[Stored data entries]

//! Workflow step model and handlers.
//!
//! A workflow is an ordered list of [`Step`]s. Each variant carries its own
//! configuration; templated fields are resolved against the execution
//! context right before the step runs, so a step sees every output written
//! by the steps before it.
//!
//! Step kinds:
//! - `apiCall` - one HTTP request, JSON response stored under `outputKey`
//! - `notification` - hand a message to the notifier
//! - `createRecord` / `updateRecord` / `findRecord` / `deleteRecord` - CRUD
//! - `condition` - one-way gate that can stop the execution
//! - `delay` - suspend the current execution
//! - `transform` - `map` a template into the context

mod api_call;
mod condition;
mod delay;
mod notification;
mod record;
mod transform;

pub use self::api_call::{ApiCallStep, Header};
pub use self::condition::{ConditionStep, FalseAction, Operator};
pub use self::delay::{DelayStep, DelayUnit};
pub use self::notification::NotificationStep;
pub use self::record::{
    unwrap_template, CreateRecordStep, DeleteRecordStep, FindRecordStep, UpdateRecordStep,
    TEMPLATE_WRAPPER_KEY,
};
pub use self::transform::{TransformOperation, TransformStep};

use serde::{Deserialize, Serialize};
use serde_json::Value;

use crate::context::ExecutionContext;
use crate::error::StepError;
use crate::services::Services;

/// One typed unit of work, discriminated by `blockType`.
#[derive(Debug, Clone, Serialize, Deserialize)]
#[serde(tag = "blockType", rename_all = "camelCase")]
pub enum Step {
    ApiCall(ApiCallStep),
    Notification(NotificationStep),
    CreateRecord(CreateRecordStep),
    UpdateRecord(UpdateRecordStep),
    FindRecord(FindRecordStep),
    DeleteRecord(DeleteRecordStep),
    Condition(ConditionStep),
    Delay(DelayStep),
    Transform(TransformStep),
}

/// What the executor does after a step.
#[derive(Debug, Clone, Copy, PartialEq, Eq)]
pub enum StepOutcome {
    /// Run the next step.
    Continue,
    /// Halt the execution; remaining steps are skipped.
    Stop,
}

impl Step {
    /// Step kind as written in workflow definitions.
    pub fn kind(&self) -> &'static str {
        match self {
            Step::ApiCall(_) => "apiCall",
            Step::Notification(_) => "notification",
            Step::CreateRecord(_) => "createRecord",
            Step::UpdateRecord(_) => "updateRecord",
            Step::FindRecord(_) => "findRecord",
            Step::DeleteRecord(_) => "deleteRecord",
            Step::Condition(_) => "condition",
            Step::Delay(_) => "delay",
            Step::Transform(_) => "transform",
        }
    }

    /// Context key this step writes to, if any.
    pub fn output_key(&self) -> Option<&str> {
        let key = match self {
            Step::ApiCall(step) => step.output_key.as_deref(),
            Step::CreateRecord(step) => step.output_key.as_deref(),
            Step::FindRecord(step) => step.output_key.as_deref(),
            Step::Transform(step) => step.output_key.as_deref(),
            _ => None,
        };
        key.filter(|k| !k.is_empty())
    }

    /// Run the step against the context.
    ///
    /// Handlers only read the context; outputs are written here, under the
    /// step's `outputKey`.
    pub async fn run(
        &self,
        ctx: &mut ExecutionContext,
        services: &Services,
    ) -> Result<StepOutcome, StepError> {
        let output = match self {
            Step::ApiCall(step) => Some(step.run(ctx, services.http.as_ref()).await?),
            Step::Notification(step) => {
                step.run(ctx, services.notifier.as_ref()).await?;
                None
            }
            Step::CreateRecord(step) => Some(step.run(ctx, services.store.as_ref()).await?),
            Step::UpdateRecord(step) => {
                step.run(ctx, services.store.as_ref()).await?;
                None
            }
            Step::FindRecord(step) => Some(step.run(ctx, services.store.as_ref()).await?),
            Step::DeleteRecord(step) => {
                step.run(ctx, services.store.as_ref()).await?;
                None
            }
            Step::Condition(step) => return Ok(step.outcome(ctx)),
            Step::Delay(step) => {
                step.run().await;
                None
            }
            Step::Transform(step) => step.apply(ctx),
        };

        if let (Some(key), Some(value)) = (self.output_key(), output) {
            store_output(ctx, key, value);
        }

        Ok(StepOutcome::Continue)
    }
}

fn store_output(ctx: &mut ExecutionContext, key: &str, value: Value) {
    tracing::trace!(key = %key, "Storing step output");
    ctx.set_variable(key, value);
}
//! Flowline Worker
//!
//! Runs workflow jobs pulled from a job queue.
//!
//! This crate provides:
//! - Workflow executor and its `workflowExecutor` task
//! - In-memory and NATS JetStream job queues
//! - NATS event intake feeding the rule matcher
//! - Worker loop with bounded concurrency

pub mod config;
pub mod executor;
pub mod nats;
pub mod queue;
pub mod worker;

pub use config::{QueueBackend, WorkerConfig};
pub use executor::{ExecutorError, WorkflowExecutor, WorkflowExecutorTask};
pub use queue::{InMemoryJobQueue, JobSource, NatsJobQueue};
pub use worker::Worker;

### [Exercise description]
Every entry above should be written out again, precisely.

### [Written solution]
//! Workflow step model and handlers.
//!
//! A workflow is an ordered list of [`Step`]s. Each variant carries its own
//! configuration; templated fields are resolved against the execution
//! context right before the step runs, so a step sees every output written
//! by the steps before it.
//!
//! Step kinds:
//! - `apiCall` - one HTTP request, JSON response stored under `outputKey`
//! - `notification` - hand a message to the notifier
//! - `createRecord` / `updateRecord` / `findRecord` / `deleteRecord` - CRUD
//! - `condition` - one-way gate that can stop the execution
//! - `delay` - suspend the current execution
//! - `transform` - `map` a template into the context

mod api_call;
mod condition;
mod delay;
mod notification;
mod record;
mod transform;

pub use self::api_call::{ApiCallStep, Header};
pub use self::condition::{ConditionStep, FalseAction, Operator};
pub use self::delay::{DelayStep, DelayUnit};
pub use self::notification::NotificationStep;
pub use self::record::{
    unwrap_template, CreateRecordStep, DeleteRecordStep, FindRecordStep, UpdateRecordStep,
    TEMPLATE_WRAPPER_KEY,
};
pub use self::transform::{TransformOperation, TransformStep};

use serde::{Deserialize, Serialize};
use serde_json::Value;

use crate::context::ExecutionContext;
use crate::error::StepError;
use crate::services::Services;

/// One typed unit of work, discriminated by `blockType`.
#[derive(Debug, Clone, Serialize, Deserialize)]
#[serde(tag = "blockType", rename_all = "camelCase")]
pub enum Step {
    ApiCall(ApiCallStep),
    Notification(NotificationStep),
    CreateRecord(CreateRecordStep),
    UpdateRecord(UpdateRecordStep),
    FindRecord(FindRecordStep),
    DeleteRecord(DeleteRecordStep),
    Condition(ConditionStep),
    Delay(DelayStep),
    Transform(TransformStep),
}

/// What the executor does after a step.
#[derive(Debug, Clone, Copy, PartialEq, Eq)]
pub enum StepOutcome {
    /// Run the next step.
    Continue,
    /// Halt the execution; remaining steps are skipped.
    Stop,
}

impl Step {
    /// Step kind as written in workflow definitions.
    pub fn kind(&self) -> &'static str {
        match self {
            Step::ApiCall(_) => "apiCall",
            Step::Notification(_) => "notification",
            Step::CreateRecord(_) => "createRecord",
            Step::UpdateRecord(_) => "updateRecord",
            Step::FindRecord(_) => "findRecord",
            Step::DeleteRecord(_) => "deleteRecord",
            Step::Condition(_) => "condition",
            Step::Delay(_) => "delay",
            Step::Transform(_) => "transform",
        }
    }

    /// Context key this step writes to, if any.
    pub fn output_key(&self) -> Option<&str> {
        let key = match self {
            Step::ApiCall(step) => step.output_key.as_deref(),
            Step::CreateRecord(step) => step.output_key.as_deref(),
            Step::FindRecord(step) => step.output_key.as_deref(),
            Step::Transform(step) => step.output_key.as_deref(),
            _ => None,
        };
        key.filter(|k| !k.is_empty())
    }

    /// Run the step against the context.
    ///
    /// Handlers only read the context; outputs are written here, under the
    /// step's `outputKey`.
    pub async fn run(
        &self,
        ctx: &mut ExecutionContext,
        services: &Services,
    ) -> Result<StepOutcome, StepError> {
        let output = match self {
            Step::ApiCall(step) => Some(step.run(ctx, services.http.as_ref()).await?),
            Step::Notification(step) => {
                step.run(ctx, services.notifier.as_ref()).await?;
                None
            }
            Step::CreateRecord(step) => Some(step.run(ctx, services.store.as_ref()).await?),
            Step::UpdateRecord(step) => {
                step.run(ctx, services.store.as_ref()).await?;
                None
            }
            Step::FindRecord(step) => Some(step.run(ctx, services.store.as_ref()).await?),
            Step::DeleteRecord(step) => {
                step.run(ctx, services.store.as_ref()).await?;
                None
            }
            Step::Condition(step) => return Ok(step.outcome(ctx)),
            Step::Delay(step) => {
                step.run().await;
                None
            }
            Step::Transform(step) => step.apply(ctx),
        };

        if let (Some(key), Some(value)) = (self.output_key(), output) {
            store_output(ctx, key, value);
        }

        Ok(StepOutcome::Continue)
    }
}

fn store_output(ctx: &mut ExecutionContext, key: &str, value: Value) {
    tracing::trace!(key = %key, "Storing step output");
    ctx.set_variable(key, value);
}
//! Flowline Worker
//!
//! Runs workflow jobs pulled from a job queue.
//!
//! This crate provides:
//! - Workflow executor and its `workflowExecutor` task
//! - In-memory and NATS JetStream job queues
//! - NATS event intake feeding the rule matcher
//! - Worker loop with bounded concurrency

pub mod config;
pub mod executor;
pub mod nats;
pub mod queue;
pub mod worker;

pub use config::{QueueBackend, WorkerConfig};
pub use executor::{ExecutorError, WorkflowExecutor, WorkflowExecutorTask};
pub use queue::{InMemoryJobQueue, JobSource, NatsJobQueue};
pub use worker::Worker;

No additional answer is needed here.